Im Historischen Staatsarchiv Lettlands (Riga) wurde eine bisher unbekannte Autobiographie des Komponisten Georg Philipp Telemann (1681-1767) entdeckt. Die autographe Skizze befindet sich in Materialien aus dem Nachlass des Rigaer Kantors Georg Michael Telemann, dem Enkel des berühmten Hamburger Musikdirektors und Johanneumkantors. Der Musikwissenschaftler Ralph-Jürgen Reipsch, Mitarbeiter des Zentrums für Telemann-Pflege und -Forschung Magdeburg, hat den sensationellen Fund sowie eine bisher gleichfalls unbekannte deutsch-französische Lebensbeschreibung in der aktuellen Ausgabe der Zeitschrift Die Musikforschung publiziert.
Bei Telemanns Text, der etwa 1738 verfasst wurde, könnte es sich um eine eigenständige, aber verworfene Fassung für Johann Matthesons Musikerlexikon „Grundlage einer Ehren-Pforte“ (1740) handeln. Telemann schildert seine Lebensumstände in dem vierseitigen Manuskript unter den fünf Rubriken „Eltern“, „Erziehung“, „Studien“, „Music“ und „Ehrenstellen“. Zu den Neuerkenntnissen, die aus dieser Biographie zu ziehen sind, gehört u.a., dass ihn neben den Magdeburger Schulen auch die „auserlesene Stadtmusic“ seiner Geburtsstadt musikalisch geprägt hat. Unter der Rubrik „Eltern“ widmet er sich vor allem seiner Mutter, von der er seine Musikalität herleitet. Ihr Entschluss, dem überaus begabten Knaben jenseits der Musik eine fundierte Ausbildung auf auswärtigen Schulen in Zellerfeld und Hildesheim angedeihen und ihn in Leipzig Jura studieren zu lassen, zeugt von der Lebensklugheit dieser gebildeten und frommen Frau, die sich durch den frühen Tod ihres Mannes (1685), des Heilig-Geist-Predigers Heinrich Telemann, in dürftige wirtschaftliche Verhältnisse versetzt sah. So unterstreicht Telemann: „Ob ihr weniges Vermögen schon nicht zuließ, viel Kosten, zu Erlernung allerhand, einen jungen Menschen zierenden, Geschicklichkeiten anzuwenden, so ließ sie es doch am nöhtigen nicht ermangeln“. Und nicht ohne Stolz erwähnt er, dass er sie durch sein „Chor= und anderweitiges Singen“ schon in seiner Magdeburger Zeit finanziell entlastet habe, und dass sie ihm, nachdem die Vorsehung ihn „in die Ferne geführet“ habe, dank seiner musikalischen Tätigkeiten nur noch „wenig, oder nichts, mehr zuzuwenden bedurft“.
Bemerkenswert ist der Text auch aufgrund der Tatsache, dass es sich um eine Arbeitsskizze handelt, aus der alle Phasen der Entstehung noch zu ersehen sind: Zahlreiche Streichungen, Überschreibungen und Ergänzungen zeigen, wie Telemann nach Formulierungen suchte und wie er bemüht war, die biographischen Schwerpunkte inhaltlich sinnvoll zu ordnen.
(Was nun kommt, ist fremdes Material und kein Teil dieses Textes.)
//! # Field 32A: Value Date, Currency, Amount
//!
//! Settlement amount and value date for the credit transfer.
//!
//! **Format:** `6!n3!a15d` (YYMMDD + currency + amount)
//!
//! **Example:**
//! ```text
//! :32A:241215EUR1000,00
//! ```

use super::swift_utils::{format_swift_amount, parse_date_yymmdd, parse_swift_amount};
use crate::errors::{DecodingError, ParseError};
use crate::traits::SwiftField;
use chrono::NaiveDate;
use serde::{Deserialize, Serialize};

/// **Field 32A: Value Date, Currency, Amount**
///
/// The currency is taken positionally and verbatim; ISO 4217 membership,
/// amount sign and magnitude are validator concerns.
#[derive(Debug, Clone, PartialEq, Serialize, Deserialize)]
pub struct Field32A {
    /// Value date (YYMMDD, pinned to the 2000–2099 window)
    #[serde(with = "date_string")]
    pub value_date: NaiveDate,
    /// ISO 4217 currency code
    pub currency: String,
    /// Settlement amount
    pub amount: f64,
}

impl SwiftField for Field32A {
    fn parse(input: &str) -> Result<Self, ParseError> {
        if !input.is_ascii() {
            return Err(DecodingError::invalid_field_format(
                "Field 32A",
                "contains non-ASCII characters",
            )
            .into());
        }
        // 6 digits date + 3 chars currency + at least 1 amount digit
        if input.len() < 10 {
            return Err(DecodingError::invalid_field_format(
                "Field 32A",
                format!("must be at least 10 characters, found {}", input.len()),
            )
            .into());
        }

        let value_date = parse_date_yymmdd(&input[0..6])?;
        let currency = input[6..9].to_string();
        let amount = parse_swift_amount(&input[9..])?;

        Ok(Field32A {
            value_date,
            currency,
            amount,
        })
    }

    fn to_swift_string(&self) -> String {
        format!(
            ":32A:{}{}{}",
            self.value_date.format("%y%m%d"),
            self.currency,
            format_swift_amount(self.amount)
        )
    }
}

// Dates serialize as ISO strings in stored records
mod date_string {
    use chrono::NaiveDate;
    use serde::{Deserialize, Deserializer, Serializer};

    pub fn serialize<S>(date: &NaiveDate, serializer: S) -> Result<S::Ok, S::Error>
    where
        S: Serializer,
    {
        serializer.serialize_str(&date.format("%Y-%m-%d").to_string())
    }

    pub fn deserialize<'de, D>(deserializer: D) -> Result<NaiveDate, D::Error>
    where
        D: Deserializer<'de>,
    {
        let s = String::deserialize(deserializer)?;
        NaiveDate::parse_from_str(&s, "%Y-%m-%d").map_err(serde::de::Error::custom)
    }
}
Damit erlaubt dieses Dokument es zumindest ansatzweise, sich dem Denken und Abwägen des Verfassers anzunähern.
Telemanns „neue“ Lebensbeschreibung endet im Abschnitt „Ehrenstellen“ mit einer leider viel zu kurzgeratenen Schilderung seiner überaus erfolgreichen Parisreise von 1737/38, die zweifellos einen Höhepunkt seines musikalischen Lebens darstellte und von der er „vollkommen vergnügt“ zurückkehrte.
Bei dem eingangs erwähnten zweiten Deutsch-Französischen Lebenslauf wird es sich um eine ca. 1746 entstandene korrigierte, gestraffte und sprachlich überarbeitete Neufassung der ersten zweisprachigen Biographie von 1744 handeln, die in Zusammenhang mit Telemanns gedruckten Kantatenjahrgang „Musicalisches Lob Gottes“ (Nürnberg 1744) entstanden war. Zahlreiche Korrekturzeichen weisen das beidseitig bedruckte Einzelblatt als eine Korrekturfahne aus dem Schriftwechsel mit dem Nürnberger Verleger Balthasar Schmidt aus. Offenbar hat dieser biographische Text jedoch keine weitere Verbreitung erfahren.